Is this mentioned somewhere in the DataFrame manual? I know about the optimization for reduce but I didn’t realize there was a method for DataFrames that could handle keywords. (It’s in the docstring for reduce, I realize, but I don’t see it mentioned anywhere else).

@rocco_sprmnt21: you would write this as

reduce(vcat, your_data_frames, cols=:union)

Also it appears that there is no method to handle these kwargs for mapreduce, just reduce: https://github.com/JuliaData/DataFrames.jl/issues/3028

Yes, just get the help on reduce:

  reduce(::typeof(vcat),
         dfs::Union{AbstractVector{<:AbstractDataFrame},
                    Tuple{AbstractDataFrame, Vararg{AbstractDataFrame}}};
         cols::Union{Symbol, AbstractVector{Symbol},
                     AbstractVector{<:AbstractString}}=:setequal,
         source::Union{Nothing, Symbol, AbstractString,
                       Pair{<:Union{Symbol, AbstractString}, <:AbstractVector}}=nothing)
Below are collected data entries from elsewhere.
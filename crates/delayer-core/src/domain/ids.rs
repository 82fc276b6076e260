//! Domain identifiers (strongly-typed IDs).
//!
//! ULID ベースの ID を Phantom type パターンで型付けしています。
//! - **TaskId**: TaskStore が永続化時に割り当てる ID
//! - **LockToken**: lease lock の取得に成功したときに返る不透明なトークン
//!
//! ULID は時刻でソート可能なので、TaskId の順序は生成順序と一致します。

use serde::{Deserialize, Serialize};
use std::fmt;
use std::marker::PhantomData;
use std::str::FromStr;
use ulid::Ulid;

/// IdMarker は各 ID 型のマーカー trait
///
/// Display で使うプレフィックス（"task-", "lock-"）を提供します。
pub trait IdMarker: Send + Sync + 'static {
    fn prefix() -> &'static str;
}

/// ジェネリック ID 型
///
/// `T` は PhantomData なので実行時のサイズは Ulid と同じです。
#[repr(transparent)]
#[derive(Debug, Clone, Copy, PartialEq, Eq, Hash, PartialOrd, Ord, Serialize, Deserialize)]
#[serde(transparent)]
pub struct Id<T: IdMarker> {
    ulid: Ulid,
    #[serde(skip)]
    _marker: PhantomData<T>,
}

impl<T: IdMarker> Id<T> {
    pub fn from_ulid(ulid: Ulid) -> Self {
        Self {
            ulid,
            _marker: PhantomData,
        }
    }

    pub fn as_ulid(&self) -> Ulid {
        self.ulid
    }
}

impl<T: IdMarker> From<Ulid> for Id<T> {
    fn from(ulid: Ulid) -> Self {
        Self::from_ulid(ulid)
    }
}

impl<T: IdMarker> fmt::Display for Id<T> {
    fn fmt(&self, f: &mut fmt::Formatter<'_>) -> fmt::Result {
        write!(f, "{}{}", T::prefix(), self.ulid)
    }
}

/// Parses either the bare ULID or the prefixed display form.
impl<T: IdMarker> FromStr for Id<T> {
    type Err = ulid::DecodeError;

    fn from_str(s: &str) -> Result<Self, Self::Err> {
        let raw = s.strip_prefix(T::prefix()).unwrap_or(s);
        Ulid::from_string(raw).map(Self::from_ulid)
    }
}

// ========================================
// マーカー型の定義
// ========================================

/// Task のマーカー型
#[derive(Debug, Clone, Copy, PartialEq, Eq, Hash, PartialOrd, Ord)]
pub enum Task {}

impl IdMarker for Task {
    fn prefix() -> &'static str {
        "task-"
    }
}

/// Lease lock のマーカー型
#[derive(Debug, Clone, Copy, PartialEq, Eq, Hash, PartialOrd, Ord)]
pub enum Lock {}

impl IdMarker for Lock {
    fn prefix() -> &'static str {
        "lock-"
    }
}

/// Identifier of a scheduled task (assigned on persistence).
pub type TaskId = Id<Task>;

/// Opaque token proving ownership of a lease lock.
pub type LockToken = Id<Lock>;

#[cfg(test)]
mod tests {
    use super::*;

    #[test]
    fn ids_are_distinct_types() {
        let ulid1 = Ulid::new();
        let ulid2 = Ulid::new();

        let task = TaskId::from_ulid(ulid1);
        let token = LockToken::from_ulid(ulid2);

        assert_eq!(task.as_ulid(), ulid1);
        assert_eq!(token.as_ulid(), ulid2);

        assert!(task.to_string().starts_with("task-"));
        assert!(token.to_string().starts_with("lock-"));
        // let _: TaskId = token; // <- does not compile
    }

    #[test]
    fn task_ids_sort_by_creation_time() {
        let id1 = TaskId::from_ulid(Ulid::from_parts(1_000, 7));
        let id2 = TaskId::from_ulid(Ulid::from_parts(2_000, 3));
        assert!(id1 < id2);
    }

    #[test]
    fn task_id_serializes_as_plain_ulid() {
        let ulid = Ulid::new();
        let task_id = TaskId::from_ulid(ulid);

        let json = serde_json::to_string(&task_id).unwrap();
        assert_eq!(json, format!("\"{ulid}\""));

        let back: TaskId = serde_json::from_str(&json).unwrap();
        assert_eq!(back, task_id);
    }

    #[test]
    fn parses_prefixed_and_bare_forms() {
        let task_id = TaskId::from_ulid(Ulid::new());

        let prefixed: TaskId = task_id.to_string().parse().unwrap();
        let bare: TaskId = task_id.as_ulid().to_string().parse().unwrap();

        assert_eq!(prefixed, task_id);
        assert_eq!(bare, task_id);
        assert!("task-not-a-ulid".parse::<TaskId>().is_err());
    }

    #[test]
    fn phantom_data_does_not_consume_memory() {
        use std::mem::size_of;
        assert_eq!(size_of::<TaskId>(), size_of::<Ulid>());
        assert_eq!(size_of::<LockToken>(), 16);
    }
}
  Efficiently reduce the given vector or tuple of AbstractDataFrames with vcat.

  The column order, names, and types of the resulting DataFrame, and the behavior of cols and source keyword arguments follow the rules specified for vcat of
  AbstractDataFrames.

Sorry, perhaps my comment wasn’t clear. I see that it’s in the docstring; I was wondering if there is a mention of it in the “manual” part of the documentation. Looks like there is no “concatenation” section though.

Ah - OK. Can you please open an issue, or even better make a PR (if you know what kind of content would be useful for you from a user’s perspective). Thank you!

@nilshg Yes I guess I just copied and pasted the anonymous version from the second case and deleted the keyword. Plenty of performance lost because of that in itself.

Given that reduce(vcat,Vector{DataFrame};kwargs) seems pretty performant, I’m going to try breaking the mapreduce into a ThreadsX.map and a reduce to see if that helps the second scenario.